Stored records
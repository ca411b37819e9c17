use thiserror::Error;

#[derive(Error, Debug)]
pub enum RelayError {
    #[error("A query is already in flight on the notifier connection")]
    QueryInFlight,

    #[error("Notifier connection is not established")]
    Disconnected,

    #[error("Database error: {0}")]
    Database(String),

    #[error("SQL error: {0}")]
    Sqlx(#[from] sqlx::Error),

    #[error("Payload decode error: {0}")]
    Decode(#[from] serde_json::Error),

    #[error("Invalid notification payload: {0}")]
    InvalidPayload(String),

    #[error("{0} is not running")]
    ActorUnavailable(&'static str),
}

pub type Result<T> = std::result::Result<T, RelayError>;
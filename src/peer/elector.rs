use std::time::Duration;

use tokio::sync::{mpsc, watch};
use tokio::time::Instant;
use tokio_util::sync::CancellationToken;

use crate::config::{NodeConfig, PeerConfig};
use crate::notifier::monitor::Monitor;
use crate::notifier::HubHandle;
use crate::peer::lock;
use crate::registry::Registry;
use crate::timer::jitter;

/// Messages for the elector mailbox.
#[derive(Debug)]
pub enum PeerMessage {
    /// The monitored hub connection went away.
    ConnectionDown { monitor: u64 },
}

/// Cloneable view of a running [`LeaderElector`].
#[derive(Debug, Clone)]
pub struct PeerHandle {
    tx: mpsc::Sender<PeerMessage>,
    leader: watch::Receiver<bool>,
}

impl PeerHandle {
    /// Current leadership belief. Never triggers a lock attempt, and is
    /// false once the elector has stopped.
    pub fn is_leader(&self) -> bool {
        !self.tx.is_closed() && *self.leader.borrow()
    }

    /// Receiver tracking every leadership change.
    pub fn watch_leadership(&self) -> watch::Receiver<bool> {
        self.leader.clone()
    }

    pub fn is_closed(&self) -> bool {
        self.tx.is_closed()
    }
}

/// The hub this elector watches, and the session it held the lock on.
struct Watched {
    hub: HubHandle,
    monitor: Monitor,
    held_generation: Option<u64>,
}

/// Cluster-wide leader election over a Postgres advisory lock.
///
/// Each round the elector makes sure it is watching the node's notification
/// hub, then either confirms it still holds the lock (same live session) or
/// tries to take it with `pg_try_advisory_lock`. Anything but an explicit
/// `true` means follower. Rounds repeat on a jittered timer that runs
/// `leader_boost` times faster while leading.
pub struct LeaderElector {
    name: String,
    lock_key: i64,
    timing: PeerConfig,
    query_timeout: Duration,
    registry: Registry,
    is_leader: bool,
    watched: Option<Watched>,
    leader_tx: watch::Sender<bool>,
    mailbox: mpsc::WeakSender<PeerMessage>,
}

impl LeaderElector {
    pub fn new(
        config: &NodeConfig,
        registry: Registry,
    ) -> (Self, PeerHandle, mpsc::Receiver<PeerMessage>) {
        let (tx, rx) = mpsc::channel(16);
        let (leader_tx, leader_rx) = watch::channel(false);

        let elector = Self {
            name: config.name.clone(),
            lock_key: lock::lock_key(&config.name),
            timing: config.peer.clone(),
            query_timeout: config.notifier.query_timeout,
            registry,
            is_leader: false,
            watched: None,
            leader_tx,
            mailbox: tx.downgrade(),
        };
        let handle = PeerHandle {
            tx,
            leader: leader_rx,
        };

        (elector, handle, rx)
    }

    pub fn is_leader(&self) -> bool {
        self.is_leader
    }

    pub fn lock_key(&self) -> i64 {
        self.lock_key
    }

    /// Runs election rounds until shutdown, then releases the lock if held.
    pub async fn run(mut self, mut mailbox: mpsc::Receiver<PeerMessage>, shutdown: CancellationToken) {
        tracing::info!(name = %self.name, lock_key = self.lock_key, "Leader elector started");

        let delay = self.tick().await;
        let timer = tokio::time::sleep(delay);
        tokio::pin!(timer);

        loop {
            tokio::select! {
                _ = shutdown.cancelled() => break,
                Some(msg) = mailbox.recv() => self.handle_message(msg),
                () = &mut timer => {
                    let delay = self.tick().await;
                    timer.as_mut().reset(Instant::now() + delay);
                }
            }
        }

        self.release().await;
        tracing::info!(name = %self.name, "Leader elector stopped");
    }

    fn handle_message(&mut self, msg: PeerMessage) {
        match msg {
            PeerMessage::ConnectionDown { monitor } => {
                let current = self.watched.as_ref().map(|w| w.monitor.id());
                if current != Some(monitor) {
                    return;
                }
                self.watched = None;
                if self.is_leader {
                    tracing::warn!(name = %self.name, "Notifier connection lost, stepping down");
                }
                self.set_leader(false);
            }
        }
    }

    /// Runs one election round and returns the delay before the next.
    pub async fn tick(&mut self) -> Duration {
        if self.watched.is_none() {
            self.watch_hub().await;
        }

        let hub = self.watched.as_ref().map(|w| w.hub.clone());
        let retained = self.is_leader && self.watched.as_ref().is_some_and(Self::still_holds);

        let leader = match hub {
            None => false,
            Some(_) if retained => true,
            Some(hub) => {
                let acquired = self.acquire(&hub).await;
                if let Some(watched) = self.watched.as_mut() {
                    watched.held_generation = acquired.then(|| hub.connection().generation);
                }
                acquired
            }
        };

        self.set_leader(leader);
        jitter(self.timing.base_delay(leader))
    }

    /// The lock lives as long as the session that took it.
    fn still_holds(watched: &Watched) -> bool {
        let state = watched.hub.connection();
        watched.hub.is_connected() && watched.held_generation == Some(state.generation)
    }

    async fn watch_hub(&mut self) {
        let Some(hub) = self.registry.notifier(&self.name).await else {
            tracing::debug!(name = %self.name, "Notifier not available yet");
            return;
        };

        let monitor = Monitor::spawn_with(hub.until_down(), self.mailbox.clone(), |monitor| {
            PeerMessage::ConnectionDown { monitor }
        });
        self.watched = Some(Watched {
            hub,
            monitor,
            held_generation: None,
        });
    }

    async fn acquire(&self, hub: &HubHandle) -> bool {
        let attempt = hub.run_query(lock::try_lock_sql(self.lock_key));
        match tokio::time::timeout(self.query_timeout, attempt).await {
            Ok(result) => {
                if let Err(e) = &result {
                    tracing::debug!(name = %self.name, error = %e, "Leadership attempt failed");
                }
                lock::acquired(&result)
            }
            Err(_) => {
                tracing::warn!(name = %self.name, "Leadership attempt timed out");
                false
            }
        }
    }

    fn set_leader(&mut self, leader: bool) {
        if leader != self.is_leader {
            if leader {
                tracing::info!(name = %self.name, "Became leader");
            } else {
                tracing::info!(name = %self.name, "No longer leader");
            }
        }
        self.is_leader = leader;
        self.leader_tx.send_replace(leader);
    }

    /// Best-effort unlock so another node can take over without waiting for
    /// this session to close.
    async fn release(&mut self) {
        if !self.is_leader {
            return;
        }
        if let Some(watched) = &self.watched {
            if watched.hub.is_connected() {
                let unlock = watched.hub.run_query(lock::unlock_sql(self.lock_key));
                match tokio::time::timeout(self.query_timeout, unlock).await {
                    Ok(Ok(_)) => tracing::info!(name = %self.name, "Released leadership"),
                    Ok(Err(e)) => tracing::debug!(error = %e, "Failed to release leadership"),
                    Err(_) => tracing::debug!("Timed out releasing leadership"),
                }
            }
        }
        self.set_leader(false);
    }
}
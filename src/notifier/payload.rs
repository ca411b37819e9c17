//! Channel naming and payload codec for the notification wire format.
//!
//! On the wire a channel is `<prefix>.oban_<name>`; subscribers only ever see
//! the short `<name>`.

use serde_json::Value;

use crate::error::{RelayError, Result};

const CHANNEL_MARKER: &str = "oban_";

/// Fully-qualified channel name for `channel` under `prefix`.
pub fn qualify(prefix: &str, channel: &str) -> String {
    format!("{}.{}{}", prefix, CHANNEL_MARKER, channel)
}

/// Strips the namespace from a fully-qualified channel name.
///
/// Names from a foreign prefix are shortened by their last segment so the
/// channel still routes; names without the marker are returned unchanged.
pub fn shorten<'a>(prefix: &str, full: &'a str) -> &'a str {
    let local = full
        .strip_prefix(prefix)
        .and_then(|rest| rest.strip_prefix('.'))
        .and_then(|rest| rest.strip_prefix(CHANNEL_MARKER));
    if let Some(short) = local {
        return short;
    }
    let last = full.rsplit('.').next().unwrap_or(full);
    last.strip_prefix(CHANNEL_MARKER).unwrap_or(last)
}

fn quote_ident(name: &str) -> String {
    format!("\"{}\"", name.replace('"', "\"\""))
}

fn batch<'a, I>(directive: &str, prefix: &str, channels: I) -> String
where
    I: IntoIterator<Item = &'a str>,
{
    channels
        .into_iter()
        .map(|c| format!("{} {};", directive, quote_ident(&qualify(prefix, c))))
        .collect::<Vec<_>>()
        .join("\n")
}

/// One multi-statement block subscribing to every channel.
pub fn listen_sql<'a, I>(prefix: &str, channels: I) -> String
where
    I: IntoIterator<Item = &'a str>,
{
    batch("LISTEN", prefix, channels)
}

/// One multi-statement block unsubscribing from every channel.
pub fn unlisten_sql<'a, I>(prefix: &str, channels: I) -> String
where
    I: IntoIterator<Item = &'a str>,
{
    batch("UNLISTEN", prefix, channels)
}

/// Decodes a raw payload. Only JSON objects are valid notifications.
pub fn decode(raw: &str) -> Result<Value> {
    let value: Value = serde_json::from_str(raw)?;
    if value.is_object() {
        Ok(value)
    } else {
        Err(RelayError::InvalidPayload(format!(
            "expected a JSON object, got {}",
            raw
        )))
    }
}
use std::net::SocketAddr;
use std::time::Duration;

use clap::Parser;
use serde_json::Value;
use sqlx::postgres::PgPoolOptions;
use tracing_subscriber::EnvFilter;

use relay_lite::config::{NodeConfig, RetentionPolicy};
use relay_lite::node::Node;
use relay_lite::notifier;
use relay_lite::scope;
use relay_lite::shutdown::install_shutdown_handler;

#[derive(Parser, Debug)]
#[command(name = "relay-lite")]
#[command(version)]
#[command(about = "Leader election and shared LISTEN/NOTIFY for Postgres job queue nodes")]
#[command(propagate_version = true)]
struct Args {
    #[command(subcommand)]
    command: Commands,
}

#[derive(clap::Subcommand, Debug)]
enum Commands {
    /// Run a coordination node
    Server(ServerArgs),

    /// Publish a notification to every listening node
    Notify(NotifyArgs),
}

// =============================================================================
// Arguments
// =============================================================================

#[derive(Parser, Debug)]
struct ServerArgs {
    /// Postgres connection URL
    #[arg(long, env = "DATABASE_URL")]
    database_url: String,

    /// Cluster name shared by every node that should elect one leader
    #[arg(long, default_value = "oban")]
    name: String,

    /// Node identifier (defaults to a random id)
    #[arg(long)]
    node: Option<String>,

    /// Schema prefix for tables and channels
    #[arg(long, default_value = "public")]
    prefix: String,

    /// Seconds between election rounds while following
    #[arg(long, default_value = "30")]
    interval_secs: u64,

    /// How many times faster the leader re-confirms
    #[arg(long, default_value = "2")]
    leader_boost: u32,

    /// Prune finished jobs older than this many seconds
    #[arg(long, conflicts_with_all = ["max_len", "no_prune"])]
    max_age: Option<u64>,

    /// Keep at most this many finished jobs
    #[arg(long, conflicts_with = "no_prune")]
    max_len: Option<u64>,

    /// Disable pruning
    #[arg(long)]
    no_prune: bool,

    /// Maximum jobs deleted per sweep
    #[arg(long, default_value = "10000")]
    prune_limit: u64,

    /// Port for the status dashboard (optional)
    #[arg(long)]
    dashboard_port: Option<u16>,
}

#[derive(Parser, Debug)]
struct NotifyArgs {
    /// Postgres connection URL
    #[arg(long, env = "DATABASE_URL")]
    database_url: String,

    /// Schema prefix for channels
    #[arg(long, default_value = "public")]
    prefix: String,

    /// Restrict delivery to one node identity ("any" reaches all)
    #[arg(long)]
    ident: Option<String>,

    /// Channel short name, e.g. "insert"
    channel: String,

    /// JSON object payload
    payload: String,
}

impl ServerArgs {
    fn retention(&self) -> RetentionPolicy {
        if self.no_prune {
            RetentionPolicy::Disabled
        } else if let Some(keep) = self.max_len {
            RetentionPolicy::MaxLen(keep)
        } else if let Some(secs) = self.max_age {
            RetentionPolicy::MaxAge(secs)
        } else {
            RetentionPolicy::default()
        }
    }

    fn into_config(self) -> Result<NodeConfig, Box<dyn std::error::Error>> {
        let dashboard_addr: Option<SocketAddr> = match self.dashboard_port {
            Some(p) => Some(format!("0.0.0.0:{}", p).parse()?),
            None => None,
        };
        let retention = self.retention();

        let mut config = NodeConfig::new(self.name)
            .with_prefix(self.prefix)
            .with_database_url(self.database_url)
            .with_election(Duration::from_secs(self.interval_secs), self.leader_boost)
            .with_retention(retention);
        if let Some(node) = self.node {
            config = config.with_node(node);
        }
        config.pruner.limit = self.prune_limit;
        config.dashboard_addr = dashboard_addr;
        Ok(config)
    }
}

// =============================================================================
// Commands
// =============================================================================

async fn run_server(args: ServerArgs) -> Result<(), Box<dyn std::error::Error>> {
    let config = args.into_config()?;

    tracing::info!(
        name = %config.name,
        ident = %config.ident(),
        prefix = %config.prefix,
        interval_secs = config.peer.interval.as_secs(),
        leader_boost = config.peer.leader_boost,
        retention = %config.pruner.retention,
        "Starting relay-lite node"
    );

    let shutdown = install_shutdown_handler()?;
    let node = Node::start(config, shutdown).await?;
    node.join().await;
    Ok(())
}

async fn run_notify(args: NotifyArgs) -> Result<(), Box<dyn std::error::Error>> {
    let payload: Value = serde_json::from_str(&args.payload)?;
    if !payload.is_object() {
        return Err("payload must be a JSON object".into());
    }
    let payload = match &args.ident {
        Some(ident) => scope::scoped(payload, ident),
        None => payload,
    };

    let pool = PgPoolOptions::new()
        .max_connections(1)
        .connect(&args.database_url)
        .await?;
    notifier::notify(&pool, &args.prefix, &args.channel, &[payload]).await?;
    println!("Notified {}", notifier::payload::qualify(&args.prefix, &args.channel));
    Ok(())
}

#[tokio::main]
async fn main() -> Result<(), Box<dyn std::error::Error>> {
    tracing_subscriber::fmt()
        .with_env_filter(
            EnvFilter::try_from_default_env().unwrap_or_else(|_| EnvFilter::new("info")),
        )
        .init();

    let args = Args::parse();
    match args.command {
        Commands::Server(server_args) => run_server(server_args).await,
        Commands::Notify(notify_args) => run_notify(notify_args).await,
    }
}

Work task
In the entries above, find the line holding "watched.held_generation = acquired.then(||" and the line holding "let state = watched.hub.connection();"; print both of them and every line between, exactly, and nothing else.

Answer section
                    watched.held_generation = acquired.then(|| hub.connection().generation);
                }
                acquired
            }
        };

        self.set_leader(leader);
        jitter(self.timing.base_delay(leader))
    }

    /// The lock lives as long as the session that took it.
    fn still_holds(watched: &Watched) -> bool {
        let state = watched.hub.connection();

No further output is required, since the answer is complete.